- **ACTION ITEM**
Please restate, word for word, the lines below that begin at the one with "fn default() ->" and end at the one with "without an editor.". Leave out all other lines.

'''

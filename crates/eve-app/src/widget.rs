//! Widget factory for the generic editor.
//!
//! Maps each [`EditorRecord`] to a typed [`Control`] and a [`ChangeHandler`]
//! that turns user edits into [`Invocation`]s. Controls are plain data: a
//! front-end renders them and feeds back [`ControlEvent`]s.

use serde::{Deserialize, Serialize};

use eve_core::parse_color;
use eve_core::prelude::*;

use crate::dispatch::{Invocation, InvocationArg};
use crate::editor_model::{EditorModel, EditorRecord, EditorValue};
use crate::schema::ValueKind;

/// Colours offered by the swatch palette.
pub const DEFAULT_PALETTE: &[&str] = &[
    "gold",
    "darkorange",
    "indianred",
    "rgb(102,51,0)",
    "cyan",
    "blue",
    "lime",
    "gray",
    "slategray",
    "rgb(204, 198, 170)",
    "white",
    "black",
    "red",
    "rgb(102,154,51)",
    "rgb(200, 0, 200)",
];

pub const DEFAULT_SWATCH_COLOR: &str = "cyan";

/// Width hint for text inputs, in pixels.
pub const DEFAULT_STRING_WIDTH_PX: u32 = 250;

/// What the control shows and how it is edited.
#[derive(Debug, Clone, PartialEq, Serialize)]
#[serde(tag = "control", rename_all = "snake_case")]
pub enum ControlKind {
    NumberInput { value: f64 },
    TextInput { value: String, width_px: u32 },
    Toggle { checked: bool },
    ColorSwatch { palette: Vec<String>, default_color: String },
    Trigger,
}

/// Presentation attributes painted by the front-end.
#[derive(Debug, Clone, Default, PartialEq, Eq, Serialize)]
pub struct ControlStyle {
    /// Label column width, in `ex` units
    pub label_width_ex: usize,
    /// Swatch background; `None` paints the default
    #[serde(skip_serializing_if = "Option::is_none")]
    pub background: Option<String>,
}

/// A user edit reported by the front-end.
#[derive(Debug, Clone, PartialEq, Serialize, Deserialize)]
#[serde(tag = "kind", rename_all = "snake_case")]
pub enum ControlEvent {
    /// Raw text of a numeric input
    Number { value: String },
    Text { value: String },
    Toggle { checked: bool },
    /// Colour picked from the palette
    Color { value: String },
    Press,
}

/// Encodes edits of one control into invocations.
#[derive(Debug, Clone, PartialEq, Eq, Serialize)]
pub struct ChangeHandler {
    pub verb: String,
    pub kind: ValueKind,
    pub quoted: bool,
}

impl ChangeHandler {
    /// Build the invocation for `event`.
    ///
    /// Returns `None` when the event does not fit the control or its payload
    /// cannot be converted (unparsable number, unknown colour).
    pub fn encode(&self, event: &ControlEvent) -> Option<Invocation> {
        let args = match (self.kind, event) {
            (ValueKind::Number, ControlEvent::Number { value }) => {
                let Ok(number) = value.trim().parse::<f64>() else {
                    debug!("Ignoring non-numeric input {:?} for {}", value, self.verb);
                    return None;
                };
                if !number.is_finite() {
                    debug!("Ignoring non-finite input for {}", self.verb);
                    return None;
                }
                vec![InvocationArg::Number(number)]
            }
            (ValueKind::String, ControlEvent::Text { value }) => {
                if self.quoted {
                    vec![InvocationArg::Str(value.clone())]
                } else {
                    vec![InvocationArg::Raw(value.clone())]
                }
            }
            (ValueKind::Bool, ControlEvent::Toggle { checked }) => {
                vec![InvocationArg::Bool(*checked)]
            }
            (ValueKind::Color, ControlEvent::Color { value }) => {
                let Some(rgb) = parse_color(value) else {
                    warn!("Cannot convert colour {:?}; {} not sent", value, self.verb);
                    return None;
                };
                rgb.components().into_iter().map(InvocationArg::Byte).collect()
            }
            (ValueKind::Action, ControlEvent::Press) => Vec::new(),
            (kind, event) => {
                warn!("Event {:?} does not apply to a {:?} control", event, kind);
                return None;
            }
        };
        Some(Invocation::new(self.verb.clone(), args))
    }
}

/// One editor row: label, control and its change handler.
#[derive(Debug, Clone, PartialEq, Serialize)]
pub struct Control {
    pub index: usize,
    pub label: String,
    pub kind: ControlKind,
    pub style: ControlStyle,
    pub handler: ChangeHandler,
}

impl Control {
    /// Reflect an edit in the control and encode it.
    ///
    /// The control keeps showing what the user picked until the backend
    /// confirms the change and the editor is rebuilt.
    pub fn on_event(&mut self, event: &ControlEvent) -> Option<Invocation> {
        let invocation = self.handler.encode(event)?;
        match (&mut self.kind, event) {
            (ControlKind::NumberInput { value }, ControlEvent::Number { value: text }) => {
                if let Ok(v) = text.trim().parse() {
                    *value = v;
                }
            }
            (ControlKind::TextInput { value, .. }, ControlEvent::Text { value: text }) => {
                value.clone_from(text);
            }
            (ControlKind::Toggle { checked }, ControlEvent::Toggle { checked: c }) => *checked = *c,
            (ControlKind::ColorSwatch { .. }, ControlEvent::Color { value }) => {
                self.style.background = Some(value.clone());
            }
            _ => {}
        }
        Some(invocation)
    }
}

/// Creates controls from editor records.
#[derive(Debug, Clone, PartialEq, Eq)]
pub struct WidgetFactory {
    pub palette: Vec<String>,
    pub default_color: String,
    pub string_width_px: u32,
}

impl Default for WidgetFactory {
    fn default() -> Self {
        Self {
            palette: DEFAULT_PALETTE.iter().map(|c| c.to_string()).collect(),
            default_color: DEFAULT_SWATCH_COLOR.to_string(),
            string_width_px: DEFAULT_STRING_WIDTH_PX,
        }
    }
}

impl WidgetFactory {
    /// Control for one record; `None` for kinds without an editor.
    pub fn create_control(&self, record: &EditorRecord, index: usize, label_width: usize) -> Option<Control> {
        let entry = &record.entry;
        let mut style = ControlStyle {
            label_width_ex: label_width,
            background: None,
        };

        let kind = match (entry.value_kind, &record.value) {
            (ValueKind::Number, EditorValue::Number(v)) => ControlKind::NumberInput { value: *v },
            (ValueKind::String, EditorValue::String(s)) => ControlKind::TextInput {
                value: s.clone(),
                width_px: self.string_width_px,
            },
            (ValueKind::Bool, EditorValue::Bool(b)) => ControlKind::Toggle { checked: *b },
            (ValueKind::Color, EditorValue::Color(background)) => {
                style.background = background.clone();
                ControlKind::ColorSwatch {
                    palette: self.palette.clone(),
                    default_color: self.default_color.clone(),
                }
            }
            (ValueKind::Action, _) => ControlKind::Trigger,
            (ValueKind::Unsupported, _) => {
                debug!("No control for unsupported entry {}", entry.name);
                return None;
            }
            (kind, value) => {
                warn!("Value {:?} does not match {:?} entry {}", value, kind, entry.name);
                return None;
            }
        };

        Some(Control {
            index,
            label: record.label.clone(),
            kind,
            style,
            handler: ChangeHandler {
                verb: entry.invocation_verb.clone(),
                kind: entry.value_kind,
                quoted: entry.quoted,
            },
        })
    }

    /// Controls for every record that has one, in record order.
    pub fn create_controls(&self, model: &EditorModel) -> Vec<Control> {
        model
            .records
            .iter()
            .enumerate()
            .filter_map(|(index, record)| self.create_control(record, index, model.max_label_width))
            .collect()
    }
}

'''

- **ANSWER AREA**
    fn default() -> Self {
        Self {
            palette: DEFAULT_PALETTE.iter().map(|c| c.to_string()).collect(),
            default_color: DEFAULT_SWATCH_COLOR.to_string(),
            string_width_px: DEFAULT_STRING_WIDTH_PX,
        }
    }
}

impl WidgetFactory {
    /// Control for one record; `None` for kinds without an editor.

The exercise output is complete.